The table saw is a crafstman with castiron wings, and I guess it is a stock fence - it does the job and is square. I put a zero insert in it to help with making the rabbets for when the board is on end. 
Dane


----------



## Mike (Nov 22, 2004)

Dane, the economy table top/installing a mounting plate post at the top of this section is a good answer for your needs. The $13 Grizzly mounting plate is substituted for the no longer available HF plate. Two clamps to fasten it to your saw or bench top when needed and store it away easy when not in use. The photo shows how it looks with a Triton TRA001 on a Rockler aluminum mounting plate.


----------



## Willway (Aug 16, 2012)

timjea said:


> The table saw is a crafstman with castiron wings, and I guess it is a stock fence - it does the job and is square. I put a zero insert in it to help with making the rabbets for when the board is on end.
> Dane


Dane I have a real problem understanding why you would ever need to stand a board on end to cut a rabbet. It seems to me, in making hive boxes, it could be done flat on the table with a dado blade and a sacrificial fence, unless you do not have a dado blade. If you do not have a dado blade or set, forget about all about the BS you have read about wobble blades, it's true they are not suited for fine furniture, but they will glue up fine for hive bodies and supers. Plus they are cheap!


----------



## Mike (Nov 22, 2004)

Dick, one edge of any cut is always the cleanest. Try two test cuts on a piece of scrap, one horizontal and one vertical and you will see the difference. This is important for cutting projects when one edge will show where it meets another piece. This may not matter on the hives but it is a good idea to learn this and always work the same way.


----------



## Willway (Aug 16, 2012)

Mike said:


> Dick, one edge of any cut is always the cleanest. Try two test cuts on a piece of scrap, one horizontal and one vertical and you will see the difference. This is important for cutting projects when one edge will show where it meets another piece. This may not matter on the hives but it is a good idea to learn this and always work the same way.

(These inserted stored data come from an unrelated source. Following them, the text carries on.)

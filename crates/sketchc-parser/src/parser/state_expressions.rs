//! Parser state - expressions
//!
//! An expression is pre-transformed one atom at a time while its `A/B/C`
//! atoms are expanded back into text. Nested declarations (function
//! literals, anonymous classes, object literals) are not expanded; they are
//! parsed into `Transform`s and referenced from the text as `"!N"`.

use once_cell::sync::Lazy;
use regex::{Captures, Regex};
use sketchc_common::diagnostic_codes;
use sketchc_scanner::AtomKind;
use sketchc_scanner::placeholder::transform_placeholder;

use super::state::{ParserState, strip_delimiters};
use crate::parser::ast::{
    Expression, InlineClass, InlineObject, ObjectMember, Transform,
};
use crate::parser::registry::{ClassKind, DeclaredClass};
use crate::syntax::patterns::{IDENT, TrimmedSpaces};

static BRACKET_ATOM_RE: Lazy<Regex> =
    Lazy::new(|| Regex::new(r#""[ABC](\d+)""#).expect("valid regex"));

static OBJECT_LITERAL_RE: Lazy<Regex> = Lazy::new(|| {
    Regex::new(&format!(r#"^\{{\s*(?:{IDENT}|'\d+')\s*:"#)).expect("valid regex")
});

static FUNCTION_ATOM_RE: Lazy<Regex> =
    Lazy::new(|| Regex::new(r#""H(\d+)""#).expect("valid regex"));

static INLINE_CLASS_ATOM_RE: Lazy<Regex> =
    Lazy::new(|| Regex::new(r#""F(\d+)""#).expect("valid regex"));

static INLINE_OBJECT_ATOM_RE: Lazy<Regex> =
    Lazy::new(|| Regex::new(r#""I(\d+)""#).expect("valid regex"));

static INLINE_CLASS_RE: Lazy<Regex> = Lazy::new(|| {
    Regex::new(&format!(
        r#"\bnew\s*((?:{IDENT}\s*\.\s*)*{IDENT})\s*"B\d+"\s*"A(\d+)""#
    ))
    .expect("valid regex")
});

impl ParserState<'_> {
    /// Pre-transform and expand `text`, then pull nested declarations out
    /// into transforms.
    pub(crate) fn transform_expression(&mut self, text: &str) -> Expression {
        let expanded = self.expand_expression(text);
        let mut transforms = Vec::new();

        let text = FUNCTION_ATOM_RE
            .replace_all(&expanded, |caps: &Captures<'_>| {
                let atom = self.atom_text(caps[1].parse().unwrap_or(0));
                match self.parse_function(&atom) {
                    Some(function) => {
                        transforms.push(Transform::Function(function));
                        transform_placeholder(transforms.len() - 1)
                    }
                    None => atom,
                }
            })
            .into_owned();
        let text = INLINE_CLASS_ATOM_RE
            .replace_all(&text, |caps: &Captures<'_>| {
                let atom = self.atom_text(caps[1].parse().unwrap_or(0));
                match self.parse_inline_class(&atom) {
                    Some(class) => {
                        transforms.push(Transform::InlineClass(class));
                        transform_placeholder(transforms.len() - 1)
                    }
                    None => atom,
                }
            })
            .into_owned();
        let text = INLINE_OBJECT_ATOM_RE
            .replace_all(&text, |caps: &Captures<'_>| {
                let atom = self.atom_text(caps[1].parse().unwrap_or(0));
                transforms.push(Transform::InlineObject(self.parse_inline_object(&atom)));
                transform_placeholder(transforms.len() - 1)
            })
            .into_owned();

        Expression { text, transforms }
    }

    /// Recursively expand bracket atoms, pre-transforming each flat level.
    /// A `{...}` atom is an array initializer unless it starts like an
    /// object literal (`{ key: ...`).
    pub(crate) fn expand_expression(&mut self, text: &str) -> String {
        match text.as_bytes().first() {
            Some(&(open @ (b'(' | b'['))) if text.len() >= 2 => {
                let close = text.as_bytes()[text.len() - 1];
                let inner = self.expand_expression(strip_delimiters(text));
                format!("{}{inner}{}", open as char, close as char)
            }
            Some(b'{') if text.len() >= 2 => {
                let inner = strip_delimiters(text);
                if OBJECT_LITERAL_RE.is_match(text) {
                    format!("{{{}}}", self.push_atom(inner, AtomKind::InlineObject))
                } else {
                    format!("[{}]", self.expand_expression(inner))
                }
            }
            _ => {
                let trimmed = TrimmedSpaces::new(text);
                let rewritten = self.pre_transform(trimmed.middle);
                let expanded = BRACKET_ATOM_RE
                    .replace_all(&rewritten, |caps: &Captures<'_>| {
                        let index: usize = caps[1].parse().unwrap_or(0);
                        if self.atoms.get(index).is_none() || index == 0 {
                            self.diagnostics.report(
                                diagnostic_codes::DANGLING_REFERENCE,
                                &[&caps[0]],
                            );
                            return caps[0].to_string();
                        }
                        let atom = self.atom_text(index);
                        self.expand_expression(&atom)
                    })
                    .into_owned();
                trimmed.untrim(&expanded)
            }
        }
    }

    /// `label: value, ...` from the inside of an object literal.
    fn parse_inline_object(&mut self, text: &str) -> InlineObject {
        let members = text
            .split(',')
            .map(|member| match member.find(':') {
                Some(colon) => ObjectMember {
                    label: Some(member[..colon].trim().to_string()),
                    value: self.transform_expression(member[colon + 1..].trim()),
                },
                None => ObjectMember {
                    label: None,
                    value: self.transform_expression(member),
                },
            })
            .collect();
        InlineObject { members }
    }

    /// `new Type(...) { ... }` becomes an anonymous class named
    /// `Type$classN` that implements `Type`.
    fn parse_inline_class(&mut self, atom: &str) -> Option<InlineClass> {
        let Some(caps) = INLINE_CLASS_RE.captures(atom) else {
            self.diagnostics.report(
                diagnostic_codes::MALFORMED_DECLARATION,
                &["anonymous class", atom.trim()],
            );
            return None;
        };
        let type_name: String = caps[1].split_whitespace().collect();
        let id = self.registry.declare(DeclaredClass::new(
            type_name.clone(),
            ClassKind::Inline,
            self.current_class,
        ));
        let name = format!("{type_name}$class{}", id.0 + 1);
        if let Some(class) = self.registry.get_mut(id) {
            class.name = name.clone();
        }

        let outer = self.current_class.replace(id);
        let body_atom = self.atom_text(caps[2].parse().unwrap_or(0));
        let body = self.parse_class_body(id, &body_atom, &name, None, vec![type_name]);
        self.current_class = outer;

        Some(InlineClass { id, name, body })
    }
}

#[cfg(test)]
#[path = "../../tests/expression_tests.rs"]
mod tests;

Thanks Mike, but I was speaking in relationship to hive bodies and supers. Usually these are built fast and are painted. If I am looking for a nice joint I will go to the router table.


----------



## timjea (Mar 28, 2013)

I don't have a dado blade yet. I wanted to just buy a wobble blade as I thought it would be appropriate for what I do, but with the bad image they have, I got stuck with indecision, and have been making a horizontal and a vertical cut for upwards of two years to make my rabbet. Its just finally time to do something different, and I decided I wanted to learn to use the router. The volume of work is forcing me to find better faster ways.
Dane


----------



## Willway (Aug 16, 2012)

timjea said:


> I don't have a dado blade yet. I wanted to just buy a wobble blade as I thought it would be appropriate for what I do, but with the bad image they have, I got stuck with indecision, and have been making a horizontal and a vertical cut for upwards of two years to make my rabbet. Its just finally time to do something different, and I decided I wanted to learn to use the router. The volume of work is forcing me to find better faster ways.
> Dane


Hi Dane, I just gave Carl (the bee supplier in South Africa) your user name and your name and a link to this post. I am sure he intends to contact you by private message. Be sure.to check them. If you entered an email address you will receive a notice in your email that you have a private message. He will be able to guide you with his past experience. He just finished an order for 3000 frames which he builds in his shop, and just received another large order.


----------



## Mike (Nov 22, 2004)

Reminder: members can not respond to PM's until they have made 10 posts.


----------



## timjea (Mar 28, 2013)

Post 10. Sorry guys but I needed to do that.
Dane!


----------



## Willway (Aug 16, 2012)

timjea said:


> Post 10. Sorry guys but I needed to do that.
> Dane!


Way to go Dane!!!


----------